WORK TO COMPLETE:
Write out, word for word, every line in the data below from the one containing "# Report pending" to the one containing "# Source Directory", both of them included.

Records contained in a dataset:

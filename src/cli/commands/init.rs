//! Init command implementation
//!
//! This module implements the `init` command for generating a sample
//! configuration file.

use clap::Args;
use std::fs;
use std::path::Path;

/// Arguments for the init command
#[derive(Args, Debug)]
pub struct InitArgs {
    /// Path where to create the configuration file
    #[arg(short, long, default_value = "batchmerge.toml")]
    pub output: String,

    /// Include every option with comments
    #[arg(long)]
    pub with_examples: bool,

    /// Overwrite existing file
    #[arg(long)]
    pub force: bool,
}

impl InitArgs {
    /// Execute the init command
    pub async fn execute(&self) -> anyhow::Result<i32> {
        tracing::info!(output = %self.output, "Initializing configuration file");

        println!("📝 Initializing batchmerge configuration");
        println!();

        if Path::new(&self.output).exists() && !self.force {
            println!("❌ Configuration file already exists: {}", self.output);
            println!("   Use --force to overwrite");
            return Ok(2); // Configuration error exit code
        }

        let config_content = if self.with_examples {
            Self::generate_config_with_examples()
        } else {
            Self::generate_minimal_config()
        };

        match fs::write(&self.output, config_content) {
            Ok(_) => {
                println!("✅ Configuration file created: {}", self.output);
                println!();
                println!("Next steps:");
                println!("  1. Set source.directory in {} (or export BATCHMERGE_SOURCE)", self.output);
                println!("  2. Validate configuration: batchmerge validate-config");
                println!("  3. Preview pending batches: batchmerge run --dry-run");
                println!("  4. Run: batchmerge run");
                println!();
                Ok(0)
            }
            Err(e) => {
                println!("❌ Failed to write configuration file");
                println!("   Error: {}", e);
                Ok(1)
            }
        }
    }

    /// Generate minimal configuration
    fn generate_minimal_config() -> String {
        r#"# batchmerge configuration

[application]
log_level = "info"

[source]
directory = "${BATCHMERGE_SOURCE}"

[merge]
batch_column = "batch_id"

[state]
gate = "non_empty_dir"
"#
        .to_string()
    }

    /// Generate configuration with every option and comments
    fn generate_config_with_examples() -> String {
        r#"# batchmerge configuration
#
# Every option is shown with its default. Values may reference environment
# variables as ${NAME}; any option can also be overridden with
# BATCHMERGE_<SECTION>_<KEY>, e.g. BATCHMERGE_SOURCE_DIRECTORY.

# ============================================================================
# Application Settings
# ============================================================================
[application]
# Log level (trace, debug, info, warn, error)
log_level = "info"

# Report pending batches without creating directories, extracting or
# writing the master file
dry_run = false

# ============================================================================
# Source Directory
# ============================================================================
[source]
# Directory holding the export archives. Batch directories and the master
# file are created here too.
directory = "${BATCHMERGE_SOURCE}"

# Suffix an archive file name must carry
archive_suffix = ".zip"

# Record file inside each archive
record_file_name = "candidates.csv"

# Attachments live under this path segment with this extension
attachments_dir = "Attachments"
attachment_extension = ".msg"

# Column delimiter of record files and the master file
delimiter = "|"

# ============================================================================
# Merge Settings
# ============================================================================
[merge]
# Every record file must carry this column; the master is sorted by it
candidate_column = "candidate_id"

# Column added to every record with the batch identifier
batch_column = "batch_id"

# Master file, written into the source directory
master_file_name = "master_candidates.csv"

# Rows written between flushes of the master file
chunk_size = 10000

# ============================================================================
# Batch State
# ============================================================================
[state]
# non_empty_dir: a batch directory with any content counts as processed
# marker:        only a batch directory holding the completion marker counts
gate = "non_empty_dir"

# Write a completion marker into each fully processed batch directory
write_marker = true
marker_file_name = ".batch_complete.json"

# ============================================================================
# Logging
# ============================================================================
[logging]
local_enabled = true

# Log directory; empty means the source directory
local_path = ""

# Log file name prefix
file_prefix = "app_log"

# daily | never
local_rotation = "daily"

# text | json
format = "text"
"#
        .to_string()
    }
}
//! Master file load and export
//!
//! The master file holds every merged record, sorted by candidate then batch.
//! It is loaded once to seed a run and rewritten once at the end.

use super::augment::temp_sibling;
use super::codec::{read_table, write_table, CodecError};
use crate::config::BatchMergeConfig;
use crate::domain::{BatchMergeError, RecordTable, Result};
use std::cmp::Ordering;
use std::fs;
use std::io;
use std::path::{Path, PathBuf};

/// Master file settings and operations
#[derive(Debug, Clone)]
pub struct MasterFile {
    path: PathBuf,
    delimiter: u8,
    candidate_column: String,
    batch_column: String,
    chunk_size: usize,
}

impl MasterFile {
    /// Master file described by `config`
    pub fn from_config(config: &BatchMergeConfig) -> Self {
        Self {
            path: config.master_path(),
            delimiter: config.source.delimiter_byte(),
            candidate_column: config.merge.candidate_column.clone(),
            batch_column: config.merge.batch_column.clone(),
            chunk_size: config.merge.chunk_size,
        }
    }

    /// Location of the master file
    pub fn path(&self) -> &Path {
        &self.path
    }

    /// Load the master file.
    ///
    /// A missing file yields an empty table.
    ///
    /// # Errors
    ///
    /// Any other read or parse failure is returned; seeding from a master
    /// that exists but cannot be read would lose its rows on export.
    pub fn load(&self) -> Result<RecordTable> {
        match read_table(&self.path, self.delimiter) {
            Ok(table) => {
                tracing::info!(
                    path = %self.path.display(),
                    rows = table.len(),
                    "Loaded master file"
                );
                Ok(table)
            }
            Err(CodecError::Open(e)) if e.kind() == io::ErrorKind::NotFound => {
                tracing::info!(path = %self.path.display(), "No master file yet, starting empty");
                Ok(RecordTable::default())
            }
            Err(CodecError::Open(e)) => Err(BatchMergeError::from_io(
                e,
                format!("opening master file {}", self.path.display()),
            )),
            Err(CodecError::Record(e)) => Err(e.into()),
        }
    }

    /// Sort `dataset` and write it to the master file.
    ///
    /// The file is written to a `.tmp` sibling in chunks and renamed over the
    /// master, so an interrupted export leaves the previous master intact. A
    /// dataset with no columns is not written. Returns the rows written.
    pub fn export(&self, dataset: &mut RecordTable) -> Result<usize> {
        if dataset.headers().is_empty() {
            tracing::info!("Accumulated dataset has no columns, master file not written");
            return Ok(0);
        }

        self.sort(dataset)?;

        let tmp = temp_sibling(&self.path);
        let written = write_table(&tmp, dataset, self.delimiter, self.chunk_size)
            .map_err(|e| BatchMergeError::Export(e.to_string()))?;
        fs::rename(&tmp, &self.path).map_err(|e| {
            BatchMergeError::Export(format!(
                "Failed to replace master file {}: {}",
                self.path.display(),
                e
            ))
        })?;

        tracing::info!(
            path = %self.path.display(),
            rows = written,
            "Master file written"
        );
        Ok(written)
    }

    /// Stable sort by candidate column, then batch column
    pub fn sort(&self, dataset: &mut RecordTable) -> Result<()> {
        let candidate = dataset.column_index(&self.candidate_column).ok_or_else(|| {
            BatchMergeError::Export(format!(
                "Accumulated dataset has no '{}' column",
                self.candidate_column
            ))
        })?;
        let batch = dataset.column_index(&self.batch_column);

        dataset.rows_mut().sort_by(|a, b| {
            compare_cells(&a[candidate], &b[candidate]).then_with(|| match batch {
                Some(idx) => compare_cells(&a[idx], &b[idx]),
                None => Ordering::Equal,
            })
        });
        Ok(())
    }
}

/// Order two cells: numbers first in numeric order, then text in byte
/// order, then empty cells.
pub fn compare_cells(a: &str, b: &str) -> Ordering {
    match (cell_rank(a), cell_rank(b)) {
        (CellRank::Number(x), CellRank::Number(y)) => x.total_cmp(&y),
        (CellRank::Text, CellRank::Text) => a.cmp(b),
        (ra, rb) => ra.order().cmp(&rb.order()),
    }
}

enum CellRank {
    Number(f64),
    Text,
    Empty,
}

impl CellRank {
    fn order(&self) -> u8 {
        match self {
            CellRank::Number(_) => 0,
            CellRank::Text => 1,
            CellRank::Empty => 2,
        }
    }
}

fn cell_rank(cell: &str) -> CellRank {
    let trimmed = cell.trim();
    if trimmed.is_empty() {
        return CellRank::Empty;
    }
    match trimmed.parse::<f64>() {
        Ok(n) if n.is_finite() => CellRank::Number(n),
        _ => CellRank::Text,
    }
}
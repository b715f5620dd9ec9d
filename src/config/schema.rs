//! Configuration schema types
//!
//! This module defines the configuration structure for batchmerge.

use serde::{Deserialize, Serialize};
use std::fmt;
use std::path::{Path, PathBuf};
use std::str::FromStr;

/// Idempotency gate selection
#[derive(Debug, Clone, Copy, PartialEq, Eq, Serialize, Deserialize, Default)]
#[serde(rename_all = "snake_case")]
pub enum GateMode {
    /// A batch directory that exists and has any content counts as processed
    #[default]
    NonEmptyDir,
    /// A batch directory counts as processed only once its completion marker exists
    Marker,
}

impl fmt::Display for GateMode {
    fn fmt(&self, f: &mut fmt::Formatter<'_>) -> fmt::Result {
        match self {
            GateMode::NonEmptyDir => write!(f, "non_empty_dir"),
            GateMode::Marker => write!(f, "marker"),
        }
    }
}

impl FromStr for GateMode {
    type Err = String;

    fn from_str(s: &str) -> Result<Self, Self::Err> {
        match s.to_lowercase().as_str() {
            "non_empty_dir" => Ok(GateMode::NonEmptyDir),
            "marker" => Ok(GateMode::Marker),
            other => Err(format!(
                "Invalid gate mode '{other}'. Must be one of: non_empty_dir, marker"
            )),
        }
    }
}

/// Main batchmerge configuration
///
/// This is the root configuration structure that maps to the TOML file.
#[derive(Debug, Clone, Serialize, Deserialize)]
pub struct BatchMergeConfig {
    /// Application-level settings
    #[serde(default)]
    pub application: ApplicationConfig,

    /// Source directory and archive layout
    pub source: SourceConfig,

    /// Merge and master file settings
    #[serde(default)]
    pub merge: MergeConfig,

    /// Batch state settings
    #[serde(default)]
    pub state: StateConfig,

    /// Logging configuration
    #[serde(default)]
    pub logging: LoggingConfig,
}

impl BatchMergeConfig {
    /// Validates the configuration
    ///
    /// # Errors
    ///
    /// Returns an error if any configuration values are invalid
    pub fn validate(&self) -> Result<(), String> {
        self.application.validate()?;
        self.source.validate()?;
        self.merge.validate()?;
        self.state.validate()?;
        self.logging.validate()?;
        Ok(())
    }

    /// Absolute path of the master file
    pub fn master_path(&self) -> PathBuf {
        self.source.directory.join(&self.merge.master_file_name)
    }

    /// Logging configuration with the log directory resolved against the
    /// source directory when not set explicitly
    pub fn resolved_logging(&self) -> LoggingConfig {
        let mut logging = self.logging.clone();
        if logging.local_path.trim().is_empty() {
            logging.local_path = self.source.directory.to_string_lossy().to_string();
        }
        logging
    }
}

/// Application-level configuration
#[derive(Debug, Clone, Serialize, Deserialize)]
pub struct ApplicationConfig {
    /// Log level (trace, debug, info, warn, error)
    #[serde(default = "default_log_level")]
    pub log_level: String,

    /// Dry run mode (scan and report without touching the source directory)
    #[serde(default)]
    pub dry_run: bool,
}

impl ApplicationConfig {
    fn validate(&self) -> Result<(), String> {
        let valid_levels = ["trace", "debug", "info", "warn", "error"];
        if !valid_levels.contains(&self.log_level.as_str()) {
            return Err(format!(
                "Invalid log_level '{}'. Must be one of: {}",
                self.log_level,
                valid_levels.join(", ")
            ));
        }
        Ok(())
    }
}

impl Default for ApplicationConfig {
    fn default() -> Self {
        Self {
            log_level: default_log_level(),
            dry_run: false,
        }
    }
}

/// Source directory and archive layout configuration
#[derive(Debug, Clone, Serialize, Deserialize)]
pub struct SourceConfig {
    /// Directory holding the export archives and the produced batch directories
    pub directory: PathBuf,

    /// File name suffix an archive must carry
    #[serde(default = "default_archive_suffix")]
    pub archive_suffix: String,

    /// Canonical record file name inside an archive
    #[serde(default = "default_record_file_name")]
    pub record_file_name: String,

    /// Path segment under which attachments live
    #[serde(default = "default_attachments_dir")]
    pub attachments_dir: String,

    /// Extension of attachment (message) files
    #[serde(default = "default_attachment_extension")]
    pub attachment_extension: String,

    /// Column delimiter of record files and the master file
    #[serde(default = "default_delimiter")]
    pub delimiter: String,
}

impl SourceConfig {
    fn validate(&self) -> Result<(), String> {
        if self.directory.as_os_str().is_empty() {
            return Err("source.directory cannot be empty".to_string());
        }

        if self.archive_suffix.is_empty() {
            return Err("source.archive_suffix cannot be empty".to_string());
        }

        if self.record_file_name.is_empty() {
            return Err("source.record_file_name cannot be empty".to_string());
        }

        if self.delimiter.len() != 1 || !self.delimiter.is_ascii() {
            return Err(format!(
                "source.delimiter must be a single ASCII character, got '{}'",
                self.delimiter
            ));
        }

        Ok(())
    }

    /// Delimiter as the byte the csv codec expects
    pub fn delimiter_byte(&self) -> u8 {
        self.delimiter.as_bytes().first().copied().unwrap_or(b'|')
    }

    /// Archive layout rules derived from this section
    pub fn layout(&self) -> ArchiveLayout {
        ArchiveLayout {
            record_extension: Path::new(&self.record_file_name)
                .extension()
                .map(|e| format!(".{}", e.to_string_lossy()))
                .unwrap_or_else(|| ".csv".to_string()),
            attachments_dir: self.attachments_dir.clone(),
            attachment_extension: self.attachment_extension.clone(),
        }
    }
}

impl Default for SourceConfig {
    fn default() -> Self {
        Self {
            directory: PathBuf::from("."),
            archive_suffix: default_archive_suffix(),
            record_file_name: default_record_file_name(),
            attachments_dir: default_attachments_dir(),
            attachment_extension: default_attachment_extension(),
            delimiter: default_delimiter(),
        }
    }
}

/// Entry classification rules for the archive extractor
#[derive(Debug, Clone, PartialEq, Eq)]
pub struct ArchiveLayout {
    /// Suffix of record-file candidates (e.g. `.csv`)
    pub record_extension: String,
    /// Path segment under which attachments live
    pub attachments_dir: String,
    /// Suffix of attachment files
    pub attachment_extension: String,
}

impl Default for ArchiveLayout {
    fn default() -> Self {
        SourceConfig::default().layout()
    }
}

/// Merge and master file configuration
#[derive(Debug, Clone, Serialize, Deserialize)]
pub struct MergeConfig {
    /// Column identifying a candidate; every record file must carry it
    #[serde(default = "default_candidate_column")]
    pub candidate_column: String,

    /// Synthetic column written with the batch identifier
    #[serde(default = "default_batch_column")]
    pub batch_column: String,

    /// Master file name inside the source directory
    #[serde(default = "default_master_file_name")]
    pub master_file_name: String,

    /// Rows written between flushes of the master file
    #[serde(default = "default_chunk_size")]
    pub chunk_size: usize,
}

impl MergeConfig {
    fn validate(&self) -> Result<(), String> {
        if self.candidate_column.is_empty() {
            return Err("merge.candidate_column cannot be empty".to_string());
        }

        if self.batch_column.is_empty() {
            return Err("merge.batch_column cannot be empty".to_string());
        }

        if self.candidate_column == self.batch_column {
            return Err(format!(
                "merge.candidate_column and merge.batch_column must differ, both are '{}'",
                self.batch_column
            ));
        }

        if self.master_file_name.is_empty() {
            return Err("merge.master_file_name cannot be empty".to_string());
        }

        if !(1..=1_000_000).contains(&self.chunk_size) {
            return Err(format!(
                "merge.chunk_size must be between 1 and 1000000, got {}",
                self.chunk_size
            ));
        }

        Ok(())
    }
}

impl Default for MergeConfig {
    fn default() -> Self {
        Self {
            candidate_column: default_candidate_column(),
            batch_column: default_batch_column(),
            master_file_name: default_master_file_name(),
            chunk_size: default_chunk_size(),
        }
    }
}

/// Batch state configuration
#[derive(Debug, Clone, Serialize, Deserialize)]
pub struct StateConfig {
    /// Idempotency gate
    #[serde(default)]
    pub gate: GateMode,

    /// Write a completion marker into each processed batch directory
    #[serde(default = "default_true")]
    pub write_marker: bool,

    /// Completion marker file name
    #[serde(default = "default_marker_file_name")]
    pub marker_file_name: String,
}

impl StateConfig {
    fn validate(&self) -> Result<(), String> {
        if self.marker_file_name.is_empty() {
            return Err("state.marker_file_name cannot be empty".to_string());
        }

        if self.gate == GateMode::Marker && !self.write_marker {
            return Err(
                "state.write_marker must be true when state.gate = 'marker', \
                otherwise every batch is re-extracted on each run"
                    .to_string(),
            );
        }

        Ok(())
    }
}

impl Default for StateConfig {
    fn default() -> Self {
        Self {
            gate: GateMode::default(),
            write_marker: true,
            marker_file_name: default_marker_file_name(),
        }
    }
}

/// Logging configuration
#[derive(Debug, Clone, Serialize, Deserialize)]
pub struct LoggingConfig {
    /// Enable local file logging
    #[serde(default = "default_true")]
    pub local_enabled: bool,

    /// Local log directory (empty = source directory)
    #[serde(default)]
    pub local_path: String,

    /// Log file name prefix
    #[serde(default = "default_file_prefix")]
    pub file_prefix: String,

    /// Log rotation strategy
    #[serde(default = "default_local_rotation")]
    pub local_rotation: String,

    /// Log line format (text or json)
    #[serde(default = "default_log_format")]
    pub format: String,
}

impl LoggingConfig {
    fn validate(&self) -> Result<(), String> {
        let valid_rotations = ["daily", "never"];
        if !valid_rotations.contains(&self.local_rotation.as_str()) {
            return Err(format!(
                "Invalid logging.local_rotation '{}'. Must be one of: {}",
                self.local_rotation,
                valid_rotations.join(", ")
            ));
        }

        let valid_formats = ["text", "json"];
        if !valid_formats.contains(&self.format.as_str()) {
            return Err(format!(
                "Invalid logging.format '{}'. Must be one of: {}",
                self.format,
                valid_formats.join(", ")
            ));
        }

        if self.local_enabled && self.file_prefix.is_empty() {
            return Err("logging.file_prefix cannot be empty".to_string());
        }

        Ok(())
    }

    /// Console-only logging
    pub fn console_only() -> Self {
        Self {
            local_enabled: false,
            ..Self::default()
        }
    }
}

impl Default for LoggingConfig {
    fn default() -> Self {
        Self {
            local_enabled: true,
            local_path: String::new(),
            file_prefix: default_file_prefix(),
            local_rotation: default_local_rotation(),
            format: default_log_format(),
        }
    }
}

// Default value functions
fn default_log_level() -> String {
    "info".to_string()
}

fn default_true() -> bool {
    true
}

fn default_archive_suffix() -> String {
    ".zip".to_string()
}

fn default_record_file_name() -> String {
    "candidates.csv".to_string()
}

fn default_attachments_dir() -> String {
    "Attachments".to_string()
}

fn default_attachment_extension() -> String {
    ".msg".to_string()
}

fn default_delimiter() -> String {
    "|".to_string()
}

fn default_candidate_column() -> String {
    "candidate_id".to_string()
}

fn default_batch_column() -> String {
    "batch_id".to_string()
}

fn default_master_file_name() -> String {
    "master_candidates.csv".to_string()
}

fn default_chunk_size() -> usize {
    10_000
}

fn default_marker_file_name() -> String {
    ".batch_complete.json".to_string()
}

fn default_file_prefix() -> String {
    "app_log".to_string()
}

fn default_local_rotation() -> String {
    "daily".to_string()
}

fn default_log_format() -> String {
    "text".to_string()
}
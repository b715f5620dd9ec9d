//! Batch directory scanner
//!
//! Enumerates the archives sitting directly in the source directory. A child
//! qualifies when its name carries the archive suffix and it reads as a zip:
//! either its first bytes are a zip signature or a central directory can be
//! found behind leading data (self-extracting archives). Subdirectories
//! (including produced batch directories) and any other file are skipped.

use crate::domain::{BatchMergeError, Result};
use std::fs;
use std::io::Read;
use std::path::{Path, PathBuf};
use zip::ZipArchive;

/// Local file header signature, the first bytes of any non-empty zip
const ZIP_LOCAL_HEADER: [u8; 4] = [0x50, 0x4b, 0x03, 0x04];

/// End of central directory signature, the first bytes of an empty zip
const ZIP_EMPTY_ARCHIVE: [u8; 4] = [0x50, 0x4b, 0x05, 0x06];

/// Scanner over a source directory
#[derive(Debug, Clone)]
pub struct BatchScanner {
    source_dir: PathBuf,
    archive_suffix: String,
}

impl BatchScanner {
    /// Create a scanner for `source_dir` accepting names ending in `archive_suffix`
    pub fn new(source_dir: impl Into<PathBuf>, archive_suffix: impl Into<String>) -> Self {
        Self {
            source_dir: source_dir.into(),
            archive_suffix: archive_suffix.into(),
        }
    }

    /// Source directory being scanned
    pub fn source_dir(&self) -> &Path {
        &self.source_dir
    }

    /// Start a new pass over the source directory.
    ///
    /// The directory listing is taken eagerly and sorted by file name; the
    /// content signature of each candidate is checked lazily as the returned
    /// iterator is consumed. Calling `scan` again restarts from a fresh listing.
    ///
    /// # Errors
    ///
    /// Returns [`BatchMergeError::Connection`] when the source directory cannot
    /// be listed.
    pub fn scan(&self) -> Result<ArchiveIter> {
        let entries = fs::read_dir(&self.source_dir).map_err(|e| {
            BatchMergeError::Connection(format!(
                "Failed to list source directory {}: {}",
                self.source_dir.display(),
                e
            ))
        })?;

        let mut candidates = Vec::new();
        for entry in entries {
            let entry = entry.map_err(|e| {
                BatchMergeError::Connection(format!(
                    "Failed to read source directory {}: {}",
                    self.source_dir.display(),
                    e
                ))
            })?;
            let name = entry.file_name().to_string_lossy().to_string();
            if name.ends_with(&self.archive_suffix) {
                candidates.push(entry.path());
            }
        }
        candidates.sort_by(|a, b| a.file_name().cmp(&b.file_name()));

        tracing::debug!(
            source_dir = %self.source_dir.display(),
            candidates = candidates.len(),
            "Listed archive candidates"
        );

        Ok(ArchiveIter {
            candidates: candidates.into_iter(),
        })
    }
}

/// Lazy sequence of archive paths produced by [`BatchScanner::scan`]
#[derive(Debug)]
pub struct ArchiveIter {
    candidates: std::vec::IntoIter<PathBuf>,
}

impl Iterator for ArchiveIter {
    type Item = PathBuf;

    fn next(&mut self) -> Option<Self::Item> {
        for path in self.candidates.by_ref() {
            if has_zip_signature(&path) {
                return Some(path);
            }
            tracing::debug!(path = %path.display(), "Skipping non-archive file");
        }
        None
    }
}

/// True when `path` is a regular file that reads as a zip archive.
///
/// The leading signature is the fast path. Files with data in front of the
/// archive (self-extracting stubs) fall back to locating the central directory.
pub fn has_zip_signature(path: &Path) -> bool {
    if !path.is_file() {
        return false;
    }

    let mut magic = [0u8; 4];
    let leading = fs::File::open(path).and_then(|mut f| f.read_exact(&mut magic));
    if leading.is_ok() && (magic == ZIP_LOCAL_HEADER || magic == ZIP_EMPTY_ARCHIVE) {
        return true;
    }

    fs::File::open(path)
        .map(|f| ZipArchive::new(f).is_ok())
        .unwrap_or(false)
}
//! Run orchestration
//!
//! - [`coordinator`] - Drives one pass over the source directory
//! - [`session`] - Owns the accumulated dataset and its single export
//! - [`summary`] - Run results and reporting

pub mod coordinator;
pub mod session;
pub mod summary;

pub use coordinator::RunCoordinator;
pub use session::RunSession;
pub use summary::RunSummary;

TASK RESPONSE:
# Report pending batches without creating directories, extracting or
# writing the master file
dry_run = false

# ============================================================================
# Source Directory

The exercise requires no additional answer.